Building AI Apps with Elixir
Watching a 30 min talk isn't for everyone. So, I followed Simon Willison's excellent advice and created an annotated version of my talk. I downloaded the audio file, transcribed it with Whisper, asked Claude to take out my ums and ahs, and then copied in my slides using Simon's tool.
If you want to see my favorite part of the talk, skip to the Shinstagram demo.
- About Me
- Three patterns
- The Magic AI Box
- Magic AI Box Demo
- The Gen Server Generator
- Shinstagram Demo
- What do I put in the AI box?
- Thanks to...
- Questions? Feedback?
Almost exactly three years ago I was on Hacker News and I came across Chris McCord's talk on building a Twitter clone using Phoenix Live View. I'd never used Elixir before and never heard of Live View, but I noticed the comments on Hacker News were really positive and that is an unusual phenomenon. So I was like, hmm, I'll check this thing out.
And from pretty much then on, I've been hooked on Elixir and LiveView. And so it's really cool for me that almost exactly three years later, I'm speaking at the biggest Elixir conference. And as a side note, that the Twitter clone that I built ended up becoming ShlinkedIn, which is, well, the way I pitch it is it's LinkedIn, but serious.
This talk though is not about Shlinkedin. It is about building AI apps with Elixir. As you may have heard, AI is really hot right now. But what I want to talk about is Elixir and AI. Because everyone's talking about AI, but not enough people are talking about the ways you can use Elixir and AI.
My name is Charlie Holtz, and I'm a hacker in residence at Replicate. And Replicate is a startup that makes it really easy to run machine learning models using API, and it runs in the cloud. I'll get more into what Replicate does later, but I'm a hacker in residence there, which basically means I build stuff with AI and then talk about it. And that actually is my official title, hacker in residence. When I was joining Replicate, the CEO asked me to give myself any title I wanted. So I said, okay, I'm CEO.
And then he said, actually, you have to pick something else. And I went with hacker in residence. And so that's what we stuck with. And I built dozens of AI apps now, where I define AI apps, where any app where the core logic uses AI of some kind.
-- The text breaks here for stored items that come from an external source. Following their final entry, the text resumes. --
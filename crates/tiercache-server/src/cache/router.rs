//! Namespace routing and the single lookup entry point for callers.

use std::collections::HashMap;
use std::sync::Arc;

use tiercache_core::{CacheError, CacheKey, CriticalValue, Namespace, TenantId, Tier};

use super::critical::CriticalStore;
use super::reference::{ReferenceRead, ReferenceStore};
use crate::metrics;

/// Static namespace -> tier table, fixed at startup.
#[derive(Debug, Clone)]
pub struct RoutingTable {
    routes: HashMap<Namespace, Tier>,
}

impl Default for RoutingTable {
    fn default() -> Self {
        Self::empty()
            .with_route(Namespace::CREDIT_COST, Tier::Critical)
            .with_route(Namespace::ROLE_PERMISSIONS, Tier::Critical)
            .with_route(Namespace::USER_STATUS, Tier::Critical)
            .with_route(Namespace::FEATURE_CONFIG, Tier::Critical)
            .with_route(Namespace::USER_PROFILE, Tier::Reference)
            .with_route(Namespace::HIERARCHY, Tier::Reference)
            .with_route(Namespace::AUDIT, Tier::Reference)
    }
}

impl RoutingTable {
    pub fn empty() -> Self {
        Self {
            routes: HashMap::new(),
        }
    }

    pub fn with_route(mut self, namespace: impl Into<Namespace>, tier: Tier) -> Self {
        self.routes.insert(namespace.into(), tier);
        self
    }

    pub fn tier_of(&self, namespace: &Namespace) -> Option<Tier> {
        self.routes.get(namespace).copied()
    }

    pub fn is_critical(&self, namespace: &Namespace) -> bool {
        self.tier_of(namespace) == Some(Tier::Critical)
    }

    /// Namespaces routed to `tier`, sorted.
    pub fn namespaces(&self, tier: Tier) -> Vec<&Namespace> {
        let mut out: Vec<_> = self
            .routes
            .iter()
            .filter(|(_, t)| **t == tier)
            .map(|(ns, _)| ns)
            .collect();
        out.sort();
        out
    }
}

/// Result of a routed lookup.
#[derive(Debug, Clone)]
pub enum LookupValue {
    Critical(CriticalValue),
    Reference(ReferenceRead),
}

impl LookupValue {
    pub fn tier(&self) -> Tier {
        match self {
            LookupValue::Critical(_) => Tier::Critical,
            LookupValue::Reference(_) => Tier::Reference,
        }
    }
}

/// Dispatches lookups to the tier that owns the namespace.
#[derive(Clone)]
pub struct LookupRouter {
    routes: Arc<RoutingTable>,
    critical: Arc<CriticalStore>,
    reference: ReferenceStore,
}

impl LookupRouter {
    pub fn new(
        routes: Arc<RoutingTable>,
        critical: Arc<CriticalStore>,
        reference: ReferenceStore,
    ) -> Self {
        Self {
            routes,
            critical,
            reference,
        }
    }

    /// Look up any key, whichever tier owns its namespace.
    ///
    /// Unrouted namespaces fail with `Configuration`.
    pub async fn lookup(
        &self,
        tenant_id: impl Into<TenantId>,
        namespace: impl Into<Namespace>,
        identifier: impl Into<String>,
    ) -> Result<LookupValue, CacheError> {
        let key = CacheKey::new(tenant_id, namespace, identifier);
        match self.route(&key)? {
            Tier::Critical => self.critical_value(&key).map(LookupValue::Critical),
            Tier::Reference => self.reference_record(&key).await.map(LookupValue::Reference),
        }
    }

    pub fn get_critical_value(
        &self,
        tenant_id: impl Into<TenantId>,
        namespace: impl Into<Namespace>,
        identifier: impl Into<String>,
    ) -> Result<CriticalValue, CacheError> {
        let key = CacheKey::new(tenant_id, namespace, identifier);
        self.expect_tier(&key, Tier::Critical)?;
        self.critical_value(&key)
    }

    pub async fn get_reference_record(
        &self,
        tenant_id: impl Into<TenantId>,
        namespace: impl Into<Namespace>,
        identifier: impl Into<String>,
    ) -> Result<ReferenceRead, CacheError> {
        let key = CacheKey::new(tenant_id, namespace, identifier);
        self.expect_tier(&key, Tier::Reference)?;
        self.reference_record(&key).await
    }

    pub fn routes(&self) -> &RoutingTable {
        &self.routes
    }

    fn route(&self, key: &CacheKey) -> Result<Tier, CacheError> {
        self.routes.tier_of(key.namespace()).ok_or_else(|| {
            tracing::debug!(key = %key, "lookup for unrouted namespace");
            CacheError::configuration(format!(
                "namespace '{}' is not routed to any tier",
                key.namespace()
            ))
        })
    }

    fn expect_tier(&self, key: &CacheKey, expected: Tier) -> Result<(), CacheError> {
        let tier = self.route(key)?;
        if tier != expected {
            return Err(CacheError::configuration(format!(
                "namespace '{}' belongs to the {tier} tier, not {expected}",
                key.namespace()
            )));
        }
        Ok(())
    }

    fn critical_value(&self, key: &CacheKey) -> Result<CriticalValue, CacheError> {
        self.critical
            .get(key)
            .inspect_err(|err| log_failure(key, Tier::Critical, err))
    }

    async fn reference_record(&self, key: &CacheKey) -> Result<ReferenceRead, CacheError> {
        self.reference
            .get(key)
            .await
            .inspect_err(|err| log_failure(key, Tier::Reference, err))
    }
}

fn log_failure(key: &CacheKey, tier: Tier, err: &CacheError) {
    let tier_label = match tier {
        Tier::Critical => "critical",
        Tier::Reference => "reference",
    };
    metrics::record_lookup_error(tier_label, err.kind());
    tracing::debug!(
        key = %key,
        tier = %tier,
        kind = err.kind(),
        disposition = ?err.disposition(),
        "lookup failed"
    );
}

#[cfg(test)]
mod tests {
    use super::*;

    #[test]
    fn test_default_routes() {
        let table = RoutingTable::default();
        assert!(table.is_critical(&Namespace::new(Namespace::CREDIT_COST)));
        assert!(!table.is_critical(&Namespace::new(Namespace::AUDIT)));
        assert_eq!(table.namespaces(Tier::Critical).len(), 4);
        assert_eq!(table.namespaces(Tier::Reference).len(), 3);
    }

    #[test]
    fn test_later_route_overrides() {
        let table = RoutingTable::default().with_route(Namespace::AUDIT, Tier::Critical);
        assert_eq!(
            table.tier_of(&Namespace::new(Namespace::AUDIT)),
            Some(Tier::Critical)
        );
    }
}
//! Log output for the cache process.
//!
//! The level filter sits behind a reload handle so `logging.level` can be
//! applied after the subscriber is installed. `RUST_LOG`, when set, wins
//! over the configured level at startup.

use std::sync::OnceLock;

use tracing_subscriber::{EnvFilter, Layer, Registry, fmt, prelude::*, reload};

use crate::config::{LogFormat, LoggingConfig};

static FILTER_HANDLE: OnceLock<reload::Handle<EnvFilter, Registry>> = OnceLock::new();

#[derive(Debug, thiserror::Error)]
pub enum ObservabilityError {
    #[error("invalid log filter '{filter}': {reason}")]
    InvalidFilter { filter: String, reason: String },

    #[error("tracing subscriber already installed")]
    AlreadyInitialized,

    #[error("log filter reload failed: {0}")]
    Reload(String),
}

/// Parse a level or directive string such as `info` or `tiercache_server=debug`.
pub fn parse_filter(filter: &str) -> Result<EnvFilter, ObservabilityError> {
    EnvFilter::try_new(filter).map_err(|e| ObservabilityError::InvalidFilter {
        filter: filter.to_string(),
        reason: e.to_string(),
    })
}

/// Install the global subscriber in the configured format.
pub fn init_tracing(logging: &LoggingConfig) -> Result<(), ObservabilityError> {
    let filter = match std::env::var("RUST_LOG") {
        Ok(directives) if !directives.is_empty() => parse_filter(&directives)?,
        _ => parse_filter(&logging.level)?,
    };
    let (filter_layer, handle) = reload::Layer::new(filter);

    let output = match logging.format {
        LogFormat::Text => fmt::layer().with_target(true).boxed(),
        LogFormat::Json => fmt::layer()
            .json()
            .with_current_span(true)
            .with_span_list(false)
            .boxed(),
    };

    tracing_subscriber::registry()
        .with(filter_layer)
        .with(output)
        .try_init()
        .map_err(|_| ObservabilityError::AlreadyInitialized)?;

    // Only the first successful install reaches this point.
    let _ = FILTER_HANDLE.set(handle);
    Ok(())
}

/// Swap the active level filter.
pub fn apply_logging_level(level: &str) -> Result<(), ObservabilityError> {
    let filter = parse_filter(level)?;
    let Some(handle) = FILTER_HANDLE.get() else {
        return Err(ObservabilityError::Reload(
            "tracing subscriber not installed".into(),
        ));
    };
    handle
        .reload(filter)
        .map_err(|e| ObservabilityError::Reload(e.to_string()))?;
    tracing::info!(level, "log level changed");
    Ok(())
}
And I try and build as many as I can with Phoenix and LiveView and Elixir.
So this talk is about three patterns that I've noticed come up again and again as I'm building these apps. And I want to give you these patterns as a way to get started building AI apps yourself. And I think it's going to make you a lot faster at building AI apps. And I also hope it will inspire you with all the cool things you can build yourself. And the three patterns are called the Magic AI Box, the Gen Server Generator, and Agents.
Let's start with the magic AI box. The way I've been thinking about AI is it's, I'm not worrying about how it works or how to be a machine learning engineer or any of that. That's for other people to figure out. I wanna think about all the ways I can use AI. And so I like to imagine AI as this magical box that I can put an input into and it does something really cool with that input and give me the output. For example,
In this case, I put in the text input, a cat with a hat. It goes to our magic AI box, which we can think of as a module or a function or an API. In this case, we have stable diffusion inside that magic AI box, which if you haven't heard of it, it's like mid-journey or Dolly. It's a text-to-image model. So we put in a cat with a hat into our magic AI box, and we get out a cool-looking cat with a hat.
We'd also put GPT-4 inside this box, which I'm sure you've heard of, a text model from OpenAI. In this case, we put in a cat with a hat and we get a feline wearing a head covering.
We could also put in a text-to-video model. These are pretty new right now and very primitive compared to the other models, but it's pretty amazing to me that you can put in text to this model and then you get out something that looks like, I'll play the video, a two-second video of cats sort of wearing hats. It's close enough.
The point is, you can put in all kinds of things into this magical AI box, get all kinds of outputs back. You can get images, you can get text, you can get video, you can get audio, you can even get QR codes, which I'll show you at the end.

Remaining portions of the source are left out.